Я скромно поблагодарила королеву, и она отпустила меня, небрежно махнув рукой. Я старалась пятиться, опустив глаза в пол, но, несмотря на внешнее подобострастие, я испытывала радость. Я как будто вытянула из колоды козырную карту, ведь до последнего времени мне выпадали одни двойки да тройки. Услышала, как Кэт Астли что-то неодобрительно пробурчала, но мне было все равно, что думает обо мне Кэт Астли, пусть она и фаворитка королевы. Мне приходилось иметь дело с женщинами похуже, чем она. Я видела, как присутствующие перешептываются и косятся на меня. Всем было любопытно, что сказала мне королева.
Мне вручили фарфоровую тарелочку.
– Переверните ее, – посоветовала Маргарет Одли, новая герцогиня Норфолк, с которой я оказалась рядом. – Посмотрите, какая у вас надпись. У всех они разные, – она показала мне обратную сторону своей тарелки, где что-то написано по-латыни.
– «Moribus et forma conciliandus amor», – с трудом прочла я, уже не в первый раз пожалев о том, что в свое время пренебрегала уроками латыни, предпочитая глазеть в окно на папиных пажей, которые тренировались в стрельбе из лука.
К счастью, Маргарет Одли перевела надпись сама:
– «Любовь умиротворяет, если добыта хорошими манерами и красотой».
– Королева высокого мнения о вас, – сказала я, краем глаза наблюдая за Гертфордом, который беседовал с Фрэнсис Мотес.
– Да, похоже, – ответила она. – Хотя между моим мужем и… ее ставленником, – она прикрыла рот веером из перьев, чтобы никто, кроме меня, не слышал ее слов, – возникли разногласия. – Под «ставленником» она, по-моему, имела в виду Дадли. – Норфолк, – продолжила герцогиня, – считает, что выскочка не дает королеве сделать хорошую партию. Мой муж поддерживает Габсбургов. А вы какого мнения?
– Я согласна, – ответила я. Откровенно говоря, я особенно не задумывалась над тем, за кого в конце концов выйдет замуж королева, хотя, похоже, сейчас никто ни о чем другом не говорил. Однако ее слова напомнили мне о моей собственной «блестящей партии» и о письме Мэри с предостережениями.
– Покажите вашу надпись, – предложила Маргарет Одли. Я не сразу вспомнила, о чем она, и вопросительно посмотрела на нее. Она взяла у меня тарелку, перевернула ее и прочла: – «Amicos tuos prope et inimicos tuos propius tene». – Разумеется, латынь для меня – темный лес.
– Но это не пословица, – удивилась она. – Правда… похоже на Макиавелли.
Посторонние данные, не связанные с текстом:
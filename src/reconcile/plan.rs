use std::collections::HashSet;

use crate::models::{PedigreePosition, PedigreeVerification};
use crate::registry::TestRegistry;

/// Everything a pedigree-verification commit will write, resolved ahead
/// of time. Building the plan is pure; applying it is one transaction.
#[derive(Debug, Clone)]
pub struct CommitPlan {
    pub pedigree_entries: Vec<PlannedPedigreeEntry>,
    pub health_records: Vec<PlannedHealthRecord>,
    /// Verifier attributes that matched no registered test type.
    pub skipped_attributes: Vec<String>,
}

#[derive(Debug, Clone)]
pub struct PlannedPedigreeEntry {
    pub position: PedigreePosition,
    pub ancestor_name: String,
    pub ancestor_registration: Option<String>,
}

#[derive(Debug, Clone)]
pub struct PlannedHealthRecord {
    pub test_type: String,
    pub result: String,
}

impl CommitPlan {
    pub fn is_empty(&self) -> bool {
        self.pedigree_entries.is_empty() && self.health_records.is_empty()
    }
}

/// Resolve a verification preview against the registry: at most one sire
/// and one dam entry, plus one verified health record per attribute that
/// documents a known test type.
pub fn build_commit_plan(registry: &TestRegistry, verification: &PedigreeVerification) -> CommitPlan {
    let mut pedigree_entries = Vec::with_capacity(2);
    if let Some(sire) = &verification.sire {
        pedigree_entries.push(PlannedPedigreeEntry {
            position: PedigreePosition::Sire,
            ancestor_name: sire.name.clone(),
            ancestor_registration: sire.registration.clone(),
        });
    }
    if let Some(dam) = &verification.dam {
        pedigree_entries.push(PlannedPedigreeEntry {
            position: PedigreePosition::Dam,
            ancestor_name: dam.name.clone(),
            ancestor_registration: dam.registration.clone(),
        });
    }

    let mut health_records = Vec::new();
    let mut skipped_attributes = Vec::new();
    let mut planned_types: HashSet<String> = HashSet::new();
    for attribute in &verification.health_attributes {
        match registry.test_for_attribute(&attribute.attribute) {
            // One record per test type; a second attribute for the same
            // type is dropped rather than overwriting the first.
            Some(test_type) if planned_types.insert(test_type.to_string()) => {
                health_records.push(PlannedHealthRecord {
                    test_type: test_type.to_string(),
                    result: attribute.result.clone(),
                });
            }
            _ => skipped_attributes.push(attribute.attribute.clone()),
        }
    }

    CommitPlan {
        pedigree_entries,
        health_records,
        skipped_attributes,
    }
}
А может быть, еще до него это сказал кто-то из древних римлян. Но нет, не может быть, чтобы слова предназначались вам – ни в коем случае. Должно быть, вам дали не ту тарелку. – Посмотрев поверх моего плеча, она добавила: – Меня зовет Норфолк. Простите меня, леди Кэтрин; муж не любит ждать. – И она ушла, оставив меня в недоумении.
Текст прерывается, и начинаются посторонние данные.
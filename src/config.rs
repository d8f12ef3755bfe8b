use std::env;
use std::path::PathBuf;
use thiserror::Error;

#[derive(Debug, Error)]
pub enum ConfigError {
    #[error("missing required environment variable {0}")]
    MissingVar(&'static str),

    #[error("invalid value for {var}: {message}")]
    InvalidVar {
        var: &'static str,
        message: String,
    },
}

/// Service configuration, read once at startup.
#[derive(Debug, Clone)]
pub struct AppConfig {
    pub database_url: String,
    pub port: u16,
    /// Base URL of the external pedigree verifier.
    pub verifier_base_url: String,
    /// Source tag stamped onto externally verified records.
    pub verifier_name: String,
    pub storage_base_url: String,
    pub storage_bucket: String,
    pub storage_service_key: Option<String>,
    /// Optional JSON file overriding the built-in test registry.
    pub registry_path: Option<PathBuf>,
}

impl AppConfig {
    pub fn from_env() -> Result<Self, ConfigError> {
        let port = match env::var("PORT") {
            Ok(raw) => raw.parse::<u16>().map_err(|e| ConfigError::InvalidVar {
                var: "PORT",
                message: e.to_string(),
            })?,
            Err(_) => 3000,
        };

        Ok(AppConfig {
            database_url: required("DATABASE_URL")?,
            port,
            verifier_base_url: required("PEDIGREE_VERIFIER_URL")?,
            verifier_name: env::var("PEDIGREE_VERIFIER_NAME")
                .unwrap_or_else(|_| "kennel-registry".to_string()),
            storage_base_url: required("STORAGE_URL")?,
            storage_bucket: env::var("STORAGE_BUCKET")
                .unwrap_or_else(|_| "health-documents".to_string()),
            storage_service_key: env::var("STORAGE_SERVICE_KEY").ok(),
            registry_path: env::var("REGISTRY_PATH").ok().map(PathBuf::from),
        })
    }
}

fn required(name: &'static str) -> Result<String, ConfigError> {
    env::var(name).map_err(|_| ConfigError::MissingVar(name))
}
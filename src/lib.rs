pub mod api;
pub mod config;
pub mod db;
pub mod models;
pub mod reconcile;
pub mod registry;
pub mod scoring;
pub mod storage;
pub mod verifier;

// Re-export commonly used types
pub use models::{
    Dog, DocumentUpload, HealthRecord, PedigreeEntry, PedigreePosition, PedigreeVerification,
    Session, TrustReport,
};

pub use db::{create_pool, health_check, DatabaseError};

pub use registry::{default_registry, Contribution, TestRegistry};

pub use scoring::{badge_for_score, build_health_panel, compute_trust_score, score_breakdown};

pub use reconcile::{
    commit_pedigree_verification, recompute_and_publish, record_health_upload, verify_pedigree,
    CommitOutcome, ReconcileError,
};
Я разыскала Юнону и показала надпись ей:
– Что здесь написано?
Она поморщилась, прочитав надпись, и едва заметно покачала головой.
– Что здесь написано?
– «Держи друзей близко…» – начала она.
– «…а врагов еще ближе», – закончила я шепотом. – Ах, Юнона, не смотри на меня так озабоченно! – Я положила руку ей на плечи. – Всем известно, что мы с Елизаветой терпеть друг друга не можем. И все же только что она сообщила, что, возможно, вернет меня во внутренние покои. Хотя, скорее всего, она просто играет со мной.
– Так вот что она тебе сказала! Китти, это поистине хорошая новость! – Она улыбнулась, правда, мимолетно. – Но «враг» – сильное слово!
– Юнона, она всего лишь играет. Предупреждает, чтобы я вела себя хорошо. – Тем не менее я подозревала, что королева каким-то образом проведала о моей «блестящей партии» и теперь хочет присмотреться ко мне, прежде чем нанести удар. Я отбросила эту мысль, наблюдая, как шепчутся присутствующие – руки приложены к ушам, удивленно поднятые брови. – Что они говорят? – обратилась я к Леттис Ноллис, стоящей справа от меня; она только что услышала новость от Фрэнсис Мотес.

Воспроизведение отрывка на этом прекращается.